- [Your task]
Within the listing below, the lines to output run from the one containing "reaches the logs." through the one containing "under a fixed"; copy them exactly and nothing else.

- [Data for this exercise]
<<<<

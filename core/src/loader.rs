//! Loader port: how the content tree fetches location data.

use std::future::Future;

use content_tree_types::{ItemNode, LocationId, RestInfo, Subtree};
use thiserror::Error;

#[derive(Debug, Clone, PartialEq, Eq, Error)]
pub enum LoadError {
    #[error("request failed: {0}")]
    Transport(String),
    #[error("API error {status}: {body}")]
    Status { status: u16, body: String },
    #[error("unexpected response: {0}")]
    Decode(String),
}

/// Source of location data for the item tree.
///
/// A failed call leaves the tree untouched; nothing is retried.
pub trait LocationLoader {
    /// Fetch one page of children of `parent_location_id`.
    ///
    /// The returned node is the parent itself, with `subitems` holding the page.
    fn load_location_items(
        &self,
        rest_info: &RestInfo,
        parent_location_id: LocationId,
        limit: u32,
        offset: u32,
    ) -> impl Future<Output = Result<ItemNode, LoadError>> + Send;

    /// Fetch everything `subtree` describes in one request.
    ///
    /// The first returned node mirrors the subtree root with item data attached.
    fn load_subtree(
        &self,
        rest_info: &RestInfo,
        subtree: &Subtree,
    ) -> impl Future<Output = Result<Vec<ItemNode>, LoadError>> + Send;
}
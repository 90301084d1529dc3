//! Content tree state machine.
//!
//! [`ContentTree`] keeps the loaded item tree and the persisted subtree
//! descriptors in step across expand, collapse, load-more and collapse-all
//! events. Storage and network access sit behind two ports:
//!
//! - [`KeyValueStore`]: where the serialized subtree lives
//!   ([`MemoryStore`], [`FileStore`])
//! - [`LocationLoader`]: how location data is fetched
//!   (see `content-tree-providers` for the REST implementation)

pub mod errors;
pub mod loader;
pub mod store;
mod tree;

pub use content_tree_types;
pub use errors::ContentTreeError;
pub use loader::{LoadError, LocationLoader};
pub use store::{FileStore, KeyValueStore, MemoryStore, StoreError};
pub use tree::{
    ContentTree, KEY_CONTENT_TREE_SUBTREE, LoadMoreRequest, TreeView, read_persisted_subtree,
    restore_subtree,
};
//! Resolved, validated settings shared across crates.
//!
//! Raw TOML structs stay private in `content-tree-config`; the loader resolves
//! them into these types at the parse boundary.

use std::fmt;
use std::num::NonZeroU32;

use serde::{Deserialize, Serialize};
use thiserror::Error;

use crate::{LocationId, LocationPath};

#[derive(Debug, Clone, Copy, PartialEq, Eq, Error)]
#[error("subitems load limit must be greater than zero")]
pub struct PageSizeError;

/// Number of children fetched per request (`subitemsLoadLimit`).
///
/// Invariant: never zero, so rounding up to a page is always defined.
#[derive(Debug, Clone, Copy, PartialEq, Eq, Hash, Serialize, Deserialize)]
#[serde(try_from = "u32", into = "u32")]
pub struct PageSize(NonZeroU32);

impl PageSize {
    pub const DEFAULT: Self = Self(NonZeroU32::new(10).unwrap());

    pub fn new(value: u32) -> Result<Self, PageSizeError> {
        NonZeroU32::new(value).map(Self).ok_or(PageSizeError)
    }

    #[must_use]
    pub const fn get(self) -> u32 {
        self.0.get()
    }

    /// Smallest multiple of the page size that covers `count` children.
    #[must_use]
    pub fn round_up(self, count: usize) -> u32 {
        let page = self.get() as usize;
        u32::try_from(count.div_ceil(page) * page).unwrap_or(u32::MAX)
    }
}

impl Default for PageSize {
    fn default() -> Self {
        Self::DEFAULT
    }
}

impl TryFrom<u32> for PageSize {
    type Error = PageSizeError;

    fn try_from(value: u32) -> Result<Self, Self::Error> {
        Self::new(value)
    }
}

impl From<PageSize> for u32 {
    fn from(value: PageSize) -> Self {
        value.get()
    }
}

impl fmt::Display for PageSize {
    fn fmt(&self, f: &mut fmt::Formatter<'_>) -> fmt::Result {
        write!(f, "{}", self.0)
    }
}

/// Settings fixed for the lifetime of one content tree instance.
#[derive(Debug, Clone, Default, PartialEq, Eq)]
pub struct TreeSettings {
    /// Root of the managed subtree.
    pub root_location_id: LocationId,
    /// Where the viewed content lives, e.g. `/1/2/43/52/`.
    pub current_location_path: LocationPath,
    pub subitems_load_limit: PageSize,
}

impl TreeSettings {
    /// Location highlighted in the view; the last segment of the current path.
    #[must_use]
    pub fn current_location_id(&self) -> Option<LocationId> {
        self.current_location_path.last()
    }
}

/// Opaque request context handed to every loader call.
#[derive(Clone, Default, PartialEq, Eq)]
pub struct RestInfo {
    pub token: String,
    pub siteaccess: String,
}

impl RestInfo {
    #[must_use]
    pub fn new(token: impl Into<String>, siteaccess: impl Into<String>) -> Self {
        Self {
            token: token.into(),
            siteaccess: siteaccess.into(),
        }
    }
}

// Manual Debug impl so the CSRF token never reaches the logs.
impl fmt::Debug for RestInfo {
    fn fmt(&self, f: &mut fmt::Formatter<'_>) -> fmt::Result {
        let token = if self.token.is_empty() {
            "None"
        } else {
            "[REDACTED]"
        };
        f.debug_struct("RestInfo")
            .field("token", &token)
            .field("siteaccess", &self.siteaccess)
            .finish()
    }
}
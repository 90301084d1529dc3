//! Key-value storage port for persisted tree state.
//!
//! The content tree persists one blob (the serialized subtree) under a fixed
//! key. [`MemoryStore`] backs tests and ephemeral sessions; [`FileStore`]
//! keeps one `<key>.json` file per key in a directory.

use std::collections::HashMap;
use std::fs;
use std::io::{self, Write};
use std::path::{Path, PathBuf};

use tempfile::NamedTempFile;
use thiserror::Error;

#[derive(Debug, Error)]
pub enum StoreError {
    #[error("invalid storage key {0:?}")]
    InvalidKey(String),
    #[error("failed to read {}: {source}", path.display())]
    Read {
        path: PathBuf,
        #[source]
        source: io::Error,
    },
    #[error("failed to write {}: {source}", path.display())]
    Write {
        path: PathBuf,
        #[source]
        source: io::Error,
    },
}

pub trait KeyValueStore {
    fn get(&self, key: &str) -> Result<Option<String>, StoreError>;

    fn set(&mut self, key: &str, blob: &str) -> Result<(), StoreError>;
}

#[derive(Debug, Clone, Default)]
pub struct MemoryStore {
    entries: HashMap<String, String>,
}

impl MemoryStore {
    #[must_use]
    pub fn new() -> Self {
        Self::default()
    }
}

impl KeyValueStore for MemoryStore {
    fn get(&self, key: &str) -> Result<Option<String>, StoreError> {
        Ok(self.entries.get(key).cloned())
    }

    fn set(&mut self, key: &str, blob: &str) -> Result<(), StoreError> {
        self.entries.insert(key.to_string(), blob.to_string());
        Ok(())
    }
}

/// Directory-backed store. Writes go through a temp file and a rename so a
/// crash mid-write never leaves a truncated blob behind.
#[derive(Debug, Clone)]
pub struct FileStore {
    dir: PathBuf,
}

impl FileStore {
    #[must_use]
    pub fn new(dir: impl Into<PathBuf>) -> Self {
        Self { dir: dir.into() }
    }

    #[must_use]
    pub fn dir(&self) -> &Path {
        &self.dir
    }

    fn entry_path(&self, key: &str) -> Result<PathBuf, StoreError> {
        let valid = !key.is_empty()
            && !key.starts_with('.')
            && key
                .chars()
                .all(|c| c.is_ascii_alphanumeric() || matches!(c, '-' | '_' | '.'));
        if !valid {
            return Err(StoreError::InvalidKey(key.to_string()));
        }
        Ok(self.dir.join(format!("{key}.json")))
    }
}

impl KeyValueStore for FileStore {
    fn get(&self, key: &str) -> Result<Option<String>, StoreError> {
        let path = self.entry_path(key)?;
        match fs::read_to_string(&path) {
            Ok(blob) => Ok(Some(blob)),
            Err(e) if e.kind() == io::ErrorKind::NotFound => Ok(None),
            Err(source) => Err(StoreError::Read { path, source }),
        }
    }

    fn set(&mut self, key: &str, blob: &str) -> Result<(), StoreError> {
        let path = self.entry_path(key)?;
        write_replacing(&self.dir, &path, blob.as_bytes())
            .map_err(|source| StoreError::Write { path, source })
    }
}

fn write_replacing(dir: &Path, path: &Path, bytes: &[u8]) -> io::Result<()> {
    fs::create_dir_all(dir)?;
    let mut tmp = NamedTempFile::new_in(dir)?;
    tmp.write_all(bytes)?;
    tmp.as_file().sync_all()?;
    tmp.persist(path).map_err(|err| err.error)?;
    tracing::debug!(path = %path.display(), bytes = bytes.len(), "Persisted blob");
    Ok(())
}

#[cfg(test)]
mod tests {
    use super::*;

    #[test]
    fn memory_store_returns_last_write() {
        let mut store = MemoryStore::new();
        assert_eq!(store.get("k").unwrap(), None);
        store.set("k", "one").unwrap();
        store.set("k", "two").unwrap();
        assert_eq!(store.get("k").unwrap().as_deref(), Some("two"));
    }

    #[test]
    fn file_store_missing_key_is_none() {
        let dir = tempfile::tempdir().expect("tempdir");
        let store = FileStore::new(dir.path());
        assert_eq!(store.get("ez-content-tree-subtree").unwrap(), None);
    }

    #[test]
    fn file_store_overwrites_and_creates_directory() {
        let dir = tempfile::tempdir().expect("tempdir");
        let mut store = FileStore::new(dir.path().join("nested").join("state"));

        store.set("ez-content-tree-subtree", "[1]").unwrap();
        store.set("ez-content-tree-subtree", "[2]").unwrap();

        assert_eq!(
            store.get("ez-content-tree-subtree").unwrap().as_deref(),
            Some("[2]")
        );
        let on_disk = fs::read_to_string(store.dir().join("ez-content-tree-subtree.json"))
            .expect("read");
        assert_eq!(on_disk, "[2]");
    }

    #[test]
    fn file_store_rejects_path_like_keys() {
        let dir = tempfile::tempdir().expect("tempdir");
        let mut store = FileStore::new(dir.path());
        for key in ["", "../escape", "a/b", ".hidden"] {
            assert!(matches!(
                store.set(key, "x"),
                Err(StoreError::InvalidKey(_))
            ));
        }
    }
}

>>>>
<<<<

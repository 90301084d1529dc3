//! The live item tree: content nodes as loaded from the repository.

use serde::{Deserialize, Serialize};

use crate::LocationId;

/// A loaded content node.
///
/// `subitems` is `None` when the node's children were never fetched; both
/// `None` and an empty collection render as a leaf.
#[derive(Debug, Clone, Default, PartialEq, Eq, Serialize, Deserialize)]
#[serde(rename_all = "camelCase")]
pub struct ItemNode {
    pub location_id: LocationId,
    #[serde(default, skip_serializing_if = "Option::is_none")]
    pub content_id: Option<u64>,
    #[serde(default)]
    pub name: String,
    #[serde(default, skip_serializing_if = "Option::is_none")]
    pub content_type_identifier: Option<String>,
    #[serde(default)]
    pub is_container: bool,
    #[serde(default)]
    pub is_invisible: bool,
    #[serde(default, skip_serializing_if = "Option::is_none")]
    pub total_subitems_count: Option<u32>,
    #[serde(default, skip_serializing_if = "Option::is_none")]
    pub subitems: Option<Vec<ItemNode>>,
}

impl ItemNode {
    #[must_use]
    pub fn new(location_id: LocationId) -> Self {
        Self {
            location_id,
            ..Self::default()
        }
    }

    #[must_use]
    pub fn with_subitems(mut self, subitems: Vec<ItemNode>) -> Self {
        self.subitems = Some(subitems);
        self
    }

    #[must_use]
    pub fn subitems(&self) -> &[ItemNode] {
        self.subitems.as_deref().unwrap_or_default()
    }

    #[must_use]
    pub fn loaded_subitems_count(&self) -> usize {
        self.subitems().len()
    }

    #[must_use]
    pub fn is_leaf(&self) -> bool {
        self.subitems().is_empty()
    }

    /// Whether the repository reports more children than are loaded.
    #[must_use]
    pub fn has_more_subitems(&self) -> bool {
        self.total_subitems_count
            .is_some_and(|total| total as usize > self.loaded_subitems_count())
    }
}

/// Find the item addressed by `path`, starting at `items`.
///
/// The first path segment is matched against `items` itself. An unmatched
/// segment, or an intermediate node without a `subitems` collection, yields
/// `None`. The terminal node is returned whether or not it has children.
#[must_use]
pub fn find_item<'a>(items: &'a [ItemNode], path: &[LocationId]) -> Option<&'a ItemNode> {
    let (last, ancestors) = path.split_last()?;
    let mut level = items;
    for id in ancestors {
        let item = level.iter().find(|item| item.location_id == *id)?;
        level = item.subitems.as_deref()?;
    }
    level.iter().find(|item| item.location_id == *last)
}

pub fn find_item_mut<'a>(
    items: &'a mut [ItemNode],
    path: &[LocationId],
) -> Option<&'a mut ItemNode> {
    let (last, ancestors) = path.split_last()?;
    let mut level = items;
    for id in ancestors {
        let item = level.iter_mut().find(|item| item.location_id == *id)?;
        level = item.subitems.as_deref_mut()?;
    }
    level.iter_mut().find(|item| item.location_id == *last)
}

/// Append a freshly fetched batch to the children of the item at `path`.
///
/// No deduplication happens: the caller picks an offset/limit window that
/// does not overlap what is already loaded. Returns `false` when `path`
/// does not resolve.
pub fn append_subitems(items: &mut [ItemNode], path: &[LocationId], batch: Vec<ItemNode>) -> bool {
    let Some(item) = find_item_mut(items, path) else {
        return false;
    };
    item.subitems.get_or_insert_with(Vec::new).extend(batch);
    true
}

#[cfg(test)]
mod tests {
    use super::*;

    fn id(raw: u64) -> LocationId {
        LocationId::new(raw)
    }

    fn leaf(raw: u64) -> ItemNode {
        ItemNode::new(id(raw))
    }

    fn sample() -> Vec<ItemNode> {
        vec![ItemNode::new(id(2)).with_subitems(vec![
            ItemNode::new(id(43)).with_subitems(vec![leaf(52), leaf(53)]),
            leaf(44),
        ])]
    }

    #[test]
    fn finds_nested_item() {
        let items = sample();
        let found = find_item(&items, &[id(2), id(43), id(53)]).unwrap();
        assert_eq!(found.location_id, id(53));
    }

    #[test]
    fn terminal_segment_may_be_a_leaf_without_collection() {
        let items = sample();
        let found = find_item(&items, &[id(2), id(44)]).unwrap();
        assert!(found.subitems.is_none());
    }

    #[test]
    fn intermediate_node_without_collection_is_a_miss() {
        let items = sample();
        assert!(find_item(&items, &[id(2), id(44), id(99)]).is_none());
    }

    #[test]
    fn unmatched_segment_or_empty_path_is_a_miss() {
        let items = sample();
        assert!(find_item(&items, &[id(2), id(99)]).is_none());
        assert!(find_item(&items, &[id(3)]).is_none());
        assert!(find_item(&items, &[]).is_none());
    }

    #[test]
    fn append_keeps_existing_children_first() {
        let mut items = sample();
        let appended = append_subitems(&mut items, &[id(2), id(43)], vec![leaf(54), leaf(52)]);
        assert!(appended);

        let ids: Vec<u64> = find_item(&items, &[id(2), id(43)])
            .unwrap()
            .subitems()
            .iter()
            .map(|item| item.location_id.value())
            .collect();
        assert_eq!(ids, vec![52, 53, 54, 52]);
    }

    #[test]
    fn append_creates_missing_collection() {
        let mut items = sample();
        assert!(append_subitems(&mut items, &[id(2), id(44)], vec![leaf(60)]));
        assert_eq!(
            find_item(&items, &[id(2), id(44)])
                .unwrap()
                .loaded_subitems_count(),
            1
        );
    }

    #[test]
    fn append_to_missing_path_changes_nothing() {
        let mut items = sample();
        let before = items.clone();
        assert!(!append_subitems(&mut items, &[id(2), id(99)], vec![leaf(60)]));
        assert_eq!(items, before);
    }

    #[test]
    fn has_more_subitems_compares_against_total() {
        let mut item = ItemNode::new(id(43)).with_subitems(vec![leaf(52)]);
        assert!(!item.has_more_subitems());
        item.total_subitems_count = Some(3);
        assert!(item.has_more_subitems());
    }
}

>>>>

- [Task response]
// Manual Debug impl so the CSRF token never reaches the logs.
impl fmt::Debug for RestInfo {
    fn fmt(&self, f: &mut fmt::Formatter<'_>) -> fmt::Result {
        let token = if self.token.is_empty() {
            "None"
        } else {
            "[REDACTED]"
        };
        f.debug_struct("RestInfo")
            .field("token", &token)
            .field("siteaccess", &self.siteaccess)
            .finish()
    }
}
repository 90301084d1529dc3
//! Key-value storage port for persisted tree state.
//!
//! The content tree persists one blob (the serialized subtree) under a fixed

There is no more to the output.